Wednesday 8 April 2015

Book Review: Simon Vs. the Homo Sapian Agenda by Becky Albertalli

Timing can really effect your enjoyment of a book

Straight people should have to come out too. And the more awkward it is, the better. 


Simon Spier is sixteen and trying to work out who he is - and what he's looking for. But when one of his emails to the very distracting Blue falls into the wrong hands, things get all kinds of complicated. Because, for Simon, falling for Blue is a big deal . . . It's a holy freaking huge awesome deal.

This book mostly felt like a waste of my time, personally, not necessary yours. Simon trying to figure out who Blue is in real life goes to really dumb places, some that could have passed as notion but not even paragraphs should have been spent on the second guess. I want to give the author into trouble as though she was a toddler, I did even say "No, Bad writer" out loud.

I also just started wanting to nick pick this book so bad, for dumb stuff, like accurate American culture and morals. Also Simon is obsessed with Oreos and Oreos are disgusting and should be confined to the states. The title of this book came up in the book and I don't fucking get it. It's dumb. Congratulations you don't understand biology and the natural  want to fuck boys like a Homo Sapian should. (There is swearing in this which is a plus). It does however equal gays as being another species and with the LGBTQA+ history, thats is a terrible thing to do and coming from a Straight writer insenstive (she married, so straight passing and I can't remember if I got this as fact or not. She never talked about it). We are all Human Beings a.k.a Homo Sapians until we evolve into another one. So don't say something that impiles we not, especially don't call a book after that. Its the straights that say "No Homo" not us.

I also found the Pop-culture reference to be over-baring. The dog was called Bieber. Why would you do that, to a poor innocent creatures. Also the play thing is a bit weird and is isn't a play that's after the Christmas break bit odd or are American school like that, Winter break is always seen as the half cutting point of the year over here. Also why are the Soccer team randomly doing trials in the middle of the year? There seem to be a lot of stuff throw in without thought when it comes to the supporting characters.

Random drama pops up a lot. Especially, within Simon's girl friends (didn't go down the more interesting route). I've seen people praise the supporting characters but I found the things that went on them to have been unsatisfying endings. They just don't feel like real people or that Simon cares about his friends.

Also the bullying aspect was kinda dumb to have repeatedly, as Simon had no emotional reaction to it, out with the events. I think it was more for the development of other characters, and I personally find fault with books/media that uses someone else struggles to teach another character a lesson. Especially, when comes to minorities, even if it's not the main character. This definitely not the worst case, but the thing is that the character who develops is just an arse and did something terrible that's terrible no matter who does it.

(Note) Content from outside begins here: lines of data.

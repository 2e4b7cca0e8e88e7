//! Error types for storage operations.

use std::io;
use thiserror::Error;

/// Result type for storage operations.
pub type StorageResult<T> = Result<T, StorageError>;

/// Errors that can occur during storage operations.
#[derive(Debug, Error)]
pub enum StorageError {
    /// An I/O error occurred.
    #[error("I/O error: {0}")]
    Io(#[from] io::Error),

    /// Attempted to read beyond the end of storage.
    #[error("read beyond end of storage: offset {offset}, len {len}, size {size}")]
    ReadPastEnd {
        /// The requested read offset.
        offset: u64,
        /// The requested read length.
        len: usize,
        /// The current storage size.
        size: u64,
    },

    /// Attempted to write beyond the end of storage.
    #[error("write beyond end of storage: offset {offset}, len {len}, size {size}")]
    WritePastEnd {
        /// The requested write offset.
        offset: u64,
        /// The requested write length.
        len: usize,
        /// The current storage size.
        size: u64,
    },

    /// A section index was out of range for the mapped file.
    #[error("section {section} out of range: file holds {count} sections")]
    SectionOutOfRange {
        /// The requested section index.
        section: u32,
        /// The number of mapped sections.
        count: u32,
    },

    /// The storage file is corrupted.
    #[error("storage corrupted: {0}")]
    Corrupted(String),

    /// The storage is closed.
    #[error("storage is closed")]
    Closed,
}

I liked the email exchanges in this book and guess Simon and Blue's relationship. I think I would have prefer the whole book to be emails, well mostly, with the same ending.

Overall, I gave this book 3 out of 5 stars for a lack of understanding of Biology and History. I think the main problem is this book clashed with what I'm doing right now and almost grudge reading it right now instead of something with more plot which I guess is what I prefer when I have limited reading time.

Update: My rating is now 2/5 stars because my issues still stand at 13.9.16 and that title still annoys me and I can't get over how problematic it is. As 09.11.17, I still feel need rant about how bad this book is.

I got this book off NetGalley for Review and it's being published by Penguin yesterday (7th APRIL 2015) or it's been out since the start of April, books never seem to come out their expected published dates anymore.